DIRECTIONS FOR THIS TASK: Begin at the top of the following data. Copy each line exactly until you have copied the line containing "use std::fmt;".
(Beginning of RECORDED DATA)
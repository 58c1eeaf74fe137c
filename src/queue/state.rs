//! Queue status state machine
//!
//! The externally visible queue status is a pure function of four flags:
//! administratively closed, administratively held, queue-capacity exhausted
//! and process-side busy. The status is recomputed on every transition and
//! never stored independently, so it can never drift from the flags.

use serde::{Deserialize, Serialize};
use std::fmt;
use std::sync::Arc;

/// Aggregate operational state of the queue
#[derive(Clone, Copy, Debug, PartialEq, Eq, Serialize, Deserialize)]
pub enum QueueStatus {
    Waiting,
    Running,
    Full,
    Held,
    Closed,
    Blocked,
}

impl QueueStatus {
    /// True when new submissions are admitted in this status
    pub fn accepts_entries(&self) -> bool {
        matches!(self, QueueStatus::Waiting | QueueStatus::Running)
    }

    pub fn as_str(&self) -> &'static str {
        match self {
            QueueStatus::Waiting => "Waiting",
            QueueStatus::Running => "Running",
            QueueStatus::Full => "Full",
            QueueStatus::Held => "Held",
            QueueStatus::Closed => "Closed",
            QueueStatus::Blocked => "Blocked",
        }
    }
}

impl fmt::Display for QueueStatus {
    fn fmt(&self, f: &mut fmt::Formatter<'_>) -> fmt::Result {
        f.write_str(self.as_str())
    }
}

/// Synchronous observer of queue status transitions
///
/// Listeners are invoked on the calling thread before the transition call
/// returns. This is the synchronous notification path; asynchronous
/// subscriber signals travel through the notification dispatcher instead.
pub trait QueueStatusListener: Send + Sync {
    fn queue_status_changed(&self, old: QueueStatus, new: QueueStatus);
}

/// Flag-driven queue status state machine
pub struct QueueStateMachine {
    closed: bool,
    held: bool,
    queue_full: bool,
    process_full: bool,
    listeners: Vec<Arc<dyn QueueStatusListener>>,
}

impl fmt::Debug for QueueStateMachine {
    fn fmt(&self, f: &mut fmt::Formatter<'_>) -> fmt::Result {
        f.debug_struct("QueueStateMachine")
            .field("closed", &self.closed)
            .field("held", &self.held)
            .field("queue_full", &self.queue_full)
            .field("process_full", &self.process_full)
            .field("listeners", &self.listeners.len())
            .finish()
    }
}

impl Default for QueueStateMachine {
    fn default() -> Self {
        Self::new()
    }
}

impl QueueStateMachine {
    pub fn new() -> Self {
        Self {
            closed: false,
            held: false,
            queue_full: false,
            process_full: false,
            listeners: Vec::new(),
        }
    }

    /// Derive the current status from the flags
    ///
    /// Administrative flags dominate capacity flags: a closed or held queue
    /// reports Closed/Held/Blocked even while full. When only the
    /// process-side flag is set the queue reports Running, since the queue
    /// itself could still admit work.
    pub fn status(&self) -> QueueStatus {
        match (self.closed, self.held) {
            (true, true) => QueueStatus::Blocked,
            (true, false) => QueueStatus::Closed,
            (false, true) => QueueStatus::Held,
            (false, false) => {
                if self.queue_full {
                    QueueStatus::Full
                } else if self.process_full {
                    QueueStatus::Running
                } else {
                    QueueStatus::Waiting
                }
            }
        }
    }

    /// Register a synchronous status listener
    pub fn add_listener(&mut self, listener: Arc<dyn QueueStatusListener>) {
        self.listeners.push(listener);
    }

    /// Set the closed flag. Idempotent.
    pub fn close_queue(&mut self) -> QueueStatus {
        self.transition(|s| s.closed = true)
    }

    /// Clear the closed flag; the held flag is preserved, so a Blocked
    /// queue opens into Held rather than Waiting.
    pub fn open_queue(&mut self) -> QueueStatus {
        self.transition(|s| s.closed = false)
    }

    /// Set the held flag. Idempotent.
    pub fn hold_queue(&mut self) -> QueueStatus {
        self.transition(|s| s.held = true)
    }

    /// Clear the held flag; the closed flag is preserved.
    pub fn resume_queue(&mut self) -> QueueStatus {
        self.transition(|s| s.held = false)
    }

    /// Record whether the queue storage is at capacity
    pub fn set_queue_full(&mut self, full: bool) -> QueueStatus {
        self.transition(|s| s.queue_full = full)
    }

    /// Record whether the device process cannot take further work
    pub fn set_process_full(&mut self, full: bool) -> QueueStatus {
        self.transition(|s| s.process_full = full)
    }

    /// Apply a flag mutation and notify listeners when the derived status
    /// actually changed. The listener list is snapshotted before firing so
    /// a listener may register or remove listeners without deadlocking.
    fn transition(&mut self, apply: impl FnOnce(&mut Self)) -> QueueStatus {
        let old = self.status();
        apply(self);
        let new = self.status();
        if old != new {
            let snapshot: Vec<Arc<dyn QueueStatusListener>> = self.listeners.clone();
            for listener in snapshot {
                listener.queue_status_changed(old, new);
            }
        }
        new
    }
}

#[cfg(test)]
mod tests {
    use super::*;
    use std::sync::Mutex;

    #[derive(Default)]
    struct RecordingListener {
        transitions: Mutex<Vec<(QueueStatus, QueueStatus)>>,
    }

    impl QueueStatusListener for RecordingListener {
        fn queue_status_changed(&self, old: QueueStatus, new: QueueStatus) {
            self.transitions.lock().unwrap().push((old, new));
        }
    }

    #[test]
    fn test_initial_status_is_waiting() {
        assert_eq!(QueueStateMachine::new().status(), QueueStatus::Waiting);
    }

    #[test]
    fn test_close_is_idempotent() {
        let mut state = QueueStateMachine::new();
        assert_eq!(state.close_queue(), QueueStatus::Closed);
        assert_eq!(state.close_queue(), QueueStatus::Closed);
    }

    #[test]
    fn test_hold_survives_close_open_cycle() {
        let mut state = QueueStateMachine::new();
        assert_eq!(state.close_queue(), QueueStatus::Closed);
        assert_eq!(state.hold_queue(), QueueStatus::Blocked);
        // Opening a blocked queue yields Held, not Waiting
        assert_eq!(state.open_queue(), QueueStatus::Held);
        assert_eq!(state.resume_queue(), QueueStatus::Waiting);
    }

    #[test]
    fn test_resume_from_blocked_yields_closed() {
        let mut state = QueueStateMachine::new();
        state.hold_queue();
        state.close_queue();
        assert_eq!(state.status(), QueueStatus::Blocked);
        assert_eq!(state.resume_queue(), QueueStatus::Closed);
    }

    #[test]
    fn test_capacity_flags() {
        let mut state = QueueStateMachine::new();
        assert_eq!(state.set_queue_full(true), QueueStatus::Full);
        assert_eq!(state.set_queue_full(false), QueueStatus::Waiting);

        // Process-side congestion alone reports Running
        assert_eq!(state.set_process_full(true), QueueStatus::Running);
        assert_eq!(state.set_queue_full(true), QueueStatus::Full);
        assert_eq!(state.set_queue_full(false), QueueStatus::Running);
        assert_eq!(state.set_process_full(false), QueueStatus::Waiting);
    }

    #[test]
    fn test_administrative_flags_dominate_full() {
        let mut state = QueueStateMachine::new();
        state.set_queue_full(true);
        assert_eq!(state.close_queue(), QueueStatus::Closed);
        assert_eq!(state.open_queue(), QueueStatus::Full);
        assert_eq!(state.hold_queue(), QueueStatus::Held);
        assert_eq!(state.resume_queue(), QueueStatus::Full);
    }

    #[test]
    fn test_listener_fires_on_change_only() {
        let mut state = QueueStateMachine::new();
        let listener = Arc::new(RecordingListener::default());
        state.add_listener(listener.clone());

        state.close_queue();
        state.close_queue(); // no status change, no notification
        state.open_queue();

        let transitions = listener.transitions.lock().unwrap();
        assert_eq!(
            *transitions,
            vec![
                (QueueStatus::Waiting, QueueStatus::Closed),
                (QueueStatus::Closed, QueueStatus::Waiting),
            ]
        );
    }
}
(End of RECORDED DATA)
PROBLEM SOLUTION:
repository 58c1eeaf74fe137c
filename src/queue/state.rs
//! Queue status state machine
//!
//! The externally visible queue status is a pure function of four flags:
//! administratively closed, administratively held, queue-capacity exhausted
//! and process-side busy. The status is recomputed on every transition and
//! never stored independently, so it can never drift from the flags.

use serde::{Deserialize, Serialize};
use std::fmt;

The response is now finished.